(Saved entries)
>>
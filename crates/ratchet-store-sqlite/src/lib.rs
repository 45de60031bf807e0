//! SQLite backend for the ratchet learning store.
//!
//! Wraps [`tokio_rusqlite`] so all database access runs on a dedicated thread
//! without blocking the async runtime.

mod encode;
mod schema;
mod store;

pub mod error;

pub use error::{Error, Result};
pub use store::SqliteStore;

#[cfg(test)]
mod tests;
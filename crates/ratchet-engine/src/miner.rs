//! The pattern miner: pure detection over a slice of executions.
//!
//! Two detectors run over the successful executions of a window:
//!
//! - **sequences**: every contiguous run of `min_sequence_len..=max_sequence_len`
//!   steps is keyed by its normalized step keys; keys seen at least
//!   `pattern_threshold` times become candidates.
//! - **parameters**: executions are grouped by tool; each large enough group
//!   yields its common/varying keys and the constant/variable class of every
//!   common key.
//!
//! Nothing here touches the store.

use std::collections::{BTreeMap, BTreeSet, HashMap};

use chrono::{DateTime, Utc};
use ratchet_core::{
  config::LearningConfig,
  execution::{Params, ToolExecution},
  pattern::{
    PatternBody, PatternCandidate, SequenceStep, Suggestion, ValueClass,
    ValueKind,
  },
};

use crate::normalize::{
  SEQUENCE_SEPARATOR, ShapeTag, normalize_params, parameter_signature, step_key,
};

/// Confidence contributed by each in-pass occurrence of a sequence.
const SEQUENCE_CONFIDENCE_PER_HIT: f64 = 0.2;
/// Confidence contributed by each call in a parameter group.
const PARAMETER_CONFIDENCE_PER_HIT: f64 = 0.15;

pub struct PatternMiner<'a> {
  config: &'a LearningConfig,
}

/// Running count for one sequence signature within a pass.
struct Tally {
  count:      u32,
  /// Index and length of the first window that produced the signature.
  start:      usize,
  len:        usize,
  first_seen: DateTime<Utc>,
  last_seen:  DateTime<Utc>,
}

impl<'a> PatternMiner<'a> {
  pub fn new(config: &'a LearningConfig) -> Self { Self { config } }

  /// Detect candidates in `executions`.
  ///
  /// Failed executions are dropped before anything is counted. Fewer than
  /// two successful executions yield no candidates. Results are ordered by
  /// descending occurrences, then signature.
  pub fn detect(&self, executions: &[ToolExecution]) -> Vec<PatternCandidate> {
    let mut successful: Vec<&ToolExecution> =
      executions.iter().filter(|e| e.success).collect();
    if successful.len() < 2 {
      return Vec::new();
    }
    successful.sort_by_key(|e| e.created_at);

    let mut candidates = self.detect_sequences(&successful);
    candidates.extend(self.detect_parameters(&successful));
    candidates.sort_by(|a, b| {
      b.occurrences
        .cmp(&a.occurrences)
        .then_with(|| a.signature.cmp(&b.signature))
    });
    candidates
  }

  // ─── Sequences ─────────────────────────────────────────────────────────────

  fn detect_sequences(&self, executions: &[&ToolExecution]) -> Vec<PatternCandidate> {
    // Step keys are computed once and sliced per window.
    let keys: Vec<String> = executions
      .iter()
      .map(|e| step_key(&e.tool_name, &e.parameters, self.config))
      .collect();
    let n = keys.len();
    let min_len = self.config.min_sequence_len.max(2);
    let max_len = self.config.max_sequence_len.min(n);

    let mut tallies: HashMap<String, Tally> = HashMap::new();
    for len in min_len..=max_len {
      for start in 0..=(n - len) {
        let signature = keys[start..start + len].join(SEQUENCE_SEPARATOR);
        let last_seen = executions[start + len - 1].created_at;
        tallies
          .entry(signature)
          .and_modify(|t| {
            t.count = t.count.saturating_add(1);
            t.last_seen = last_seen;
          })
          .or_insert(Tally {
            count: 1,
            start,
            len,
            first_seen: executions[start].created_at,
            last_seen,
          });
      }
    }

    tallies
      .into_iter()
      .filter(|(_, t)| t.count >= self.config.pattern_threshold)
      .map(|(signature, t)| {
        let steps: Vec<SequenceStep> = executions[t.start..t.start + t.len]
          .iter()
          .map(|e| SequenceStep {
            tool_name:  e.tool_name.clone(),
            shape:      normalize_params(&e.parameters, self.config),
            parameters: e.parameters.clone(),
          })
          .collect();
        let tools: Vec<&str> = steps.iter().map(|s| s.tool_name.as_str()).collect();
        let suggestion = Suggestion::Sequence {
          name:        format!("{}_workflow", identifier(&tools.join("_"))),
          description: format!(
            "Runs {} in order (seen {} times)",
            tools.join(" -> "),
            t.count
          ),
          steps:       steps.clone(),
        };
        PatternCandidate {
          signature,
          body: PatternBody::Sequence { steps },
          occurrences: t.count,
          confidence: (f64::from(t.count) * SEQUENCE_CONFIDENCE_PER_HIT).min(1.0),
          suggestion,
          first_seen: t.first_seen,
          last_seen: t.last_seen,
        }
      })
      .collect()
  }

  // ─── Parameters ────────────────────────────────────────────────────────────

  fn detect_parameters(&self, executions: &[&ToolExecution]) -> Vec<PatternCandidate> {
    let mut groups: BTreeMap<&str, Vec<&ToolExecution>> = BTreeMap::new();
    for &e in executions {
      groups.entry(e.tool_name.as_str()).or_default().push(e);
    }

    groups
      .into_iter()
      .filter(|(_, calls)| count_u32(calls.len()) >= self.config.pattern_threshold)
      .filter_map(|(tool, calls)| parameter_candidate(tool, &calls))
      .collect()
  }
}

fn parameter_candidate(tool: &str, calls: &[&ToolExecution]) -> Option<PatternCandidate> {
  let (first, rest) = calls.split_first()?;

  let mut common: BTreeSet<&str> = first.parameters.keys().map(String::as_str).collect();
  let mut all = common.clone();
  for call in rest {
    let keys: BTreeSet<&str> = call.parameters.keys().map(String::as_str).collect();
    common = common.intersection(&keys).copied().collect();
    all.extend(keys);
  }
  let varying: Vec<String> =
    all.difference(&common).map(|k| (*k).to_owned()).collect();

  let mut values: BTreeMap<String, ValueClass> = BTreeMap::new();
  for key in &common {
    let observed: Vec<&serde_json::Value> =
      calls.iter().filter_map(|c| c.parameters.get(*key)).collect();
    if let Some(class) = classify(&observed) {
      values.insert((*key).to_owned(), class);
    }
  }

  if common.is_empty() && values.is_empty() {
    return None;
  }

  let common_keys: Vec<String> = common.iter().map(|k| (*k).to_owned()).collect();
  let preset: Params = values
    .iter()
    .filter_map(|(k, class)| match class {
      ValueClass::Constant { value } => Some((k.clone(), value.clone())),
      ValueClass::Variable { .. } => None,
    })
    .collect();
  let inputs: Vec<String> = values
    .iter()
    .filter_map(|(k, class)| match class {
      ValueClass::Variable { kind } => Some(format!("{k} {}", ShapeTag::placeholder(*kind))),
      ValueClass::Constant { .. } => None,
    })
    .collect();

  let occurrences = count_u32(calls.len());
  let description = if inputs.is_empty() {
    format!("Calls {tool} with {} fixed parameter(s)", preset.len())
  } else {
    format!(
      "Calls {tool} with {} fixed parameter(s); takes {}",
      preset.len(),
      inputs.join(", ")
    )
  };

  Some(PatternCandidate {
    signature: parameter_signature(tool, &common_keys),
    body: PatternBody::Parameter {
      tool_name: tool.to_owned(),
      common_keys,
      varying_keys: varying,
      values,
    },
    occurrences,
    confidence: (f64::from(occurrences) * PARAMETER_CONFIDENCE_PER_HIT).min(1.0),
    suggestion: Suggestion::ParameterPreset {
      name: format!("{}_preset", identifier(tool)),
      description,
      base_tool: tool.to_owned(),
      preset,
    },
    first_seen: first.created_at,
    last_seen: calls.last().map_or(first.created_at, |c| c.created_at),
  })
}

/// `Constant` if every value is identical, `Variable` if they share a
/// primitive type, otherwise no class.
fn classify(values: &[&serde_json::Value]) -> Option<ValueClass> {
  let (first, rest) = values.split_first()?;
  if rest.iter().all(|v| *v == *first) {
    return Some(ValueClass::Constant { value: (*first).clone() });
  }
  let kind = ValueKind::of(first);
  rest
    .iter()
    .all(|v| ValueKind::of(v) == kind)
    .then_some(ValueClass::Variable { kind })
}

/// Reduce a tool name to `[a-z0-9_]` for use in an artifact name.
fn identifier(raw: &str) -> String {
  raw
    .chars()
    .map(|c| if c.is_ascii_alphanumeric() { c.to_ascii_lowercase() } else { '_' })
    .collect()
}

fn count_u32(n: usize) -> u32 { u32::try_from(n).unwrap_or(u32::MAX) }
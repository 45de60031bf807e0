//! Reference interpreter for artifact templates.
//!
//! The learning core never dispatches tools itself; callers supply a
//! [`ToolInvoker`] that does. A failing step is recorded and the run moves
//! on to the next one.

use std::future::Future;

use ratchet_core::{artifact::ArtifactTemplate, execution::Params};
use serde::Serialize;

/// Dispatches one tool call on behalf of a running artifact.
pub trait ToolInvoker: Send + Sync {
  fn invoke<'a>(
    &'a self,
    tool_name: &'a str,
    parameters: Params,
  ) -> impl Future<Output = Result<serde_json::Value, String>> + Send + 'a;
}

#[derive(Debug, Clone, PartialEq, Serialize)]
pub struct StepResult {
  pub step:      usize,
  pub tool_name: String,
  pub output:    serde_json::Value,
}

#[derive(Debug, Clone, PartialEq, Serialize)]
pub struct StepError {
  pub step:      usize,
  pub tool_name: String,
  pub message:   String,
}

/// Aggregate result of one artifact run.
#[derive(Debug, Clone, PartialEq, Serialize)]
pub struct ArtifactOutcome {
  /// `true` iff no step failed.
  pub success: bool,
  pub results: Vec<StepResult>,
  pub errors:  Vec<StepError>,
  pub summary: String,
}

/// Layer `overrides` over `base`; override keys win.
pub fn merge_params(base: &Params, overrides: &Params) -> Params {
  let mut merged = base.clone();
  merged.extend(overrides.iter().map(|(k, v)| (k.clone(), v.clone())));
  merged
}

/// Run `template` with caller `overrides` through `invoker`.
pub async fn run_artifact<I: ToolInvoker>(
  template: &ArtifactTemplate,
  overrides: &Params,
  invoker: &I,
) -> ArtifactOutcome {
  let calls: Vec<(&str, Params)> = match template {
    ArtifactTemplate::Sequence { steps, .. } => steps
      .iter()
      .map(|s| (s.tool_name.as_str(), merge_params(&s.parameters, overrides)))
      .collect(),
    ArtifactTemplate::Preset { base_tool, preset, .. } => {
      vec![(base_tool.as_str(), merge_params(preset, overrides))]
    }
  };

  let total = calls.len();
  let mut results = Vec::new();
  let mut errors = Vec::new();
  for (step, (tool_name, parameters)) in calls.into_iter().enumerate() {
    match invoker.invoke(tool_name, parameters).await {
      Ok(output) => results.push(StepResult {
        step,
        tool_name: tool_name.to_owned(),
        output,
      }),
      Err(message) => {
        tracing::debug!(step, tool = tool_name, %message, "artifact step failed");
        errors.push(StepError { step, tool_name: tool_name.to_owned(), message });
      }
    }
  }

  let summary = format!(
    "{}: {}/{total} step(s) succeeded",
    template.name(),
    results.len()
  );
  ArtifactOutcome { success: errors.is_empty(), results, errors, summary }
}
<<
Task =
Return every line of the preceding records in which the word "tallies" appears.

Final answer =
    let mut tallies: HashMap<String, Tally> = HashMap::new();
        tallies
    tallies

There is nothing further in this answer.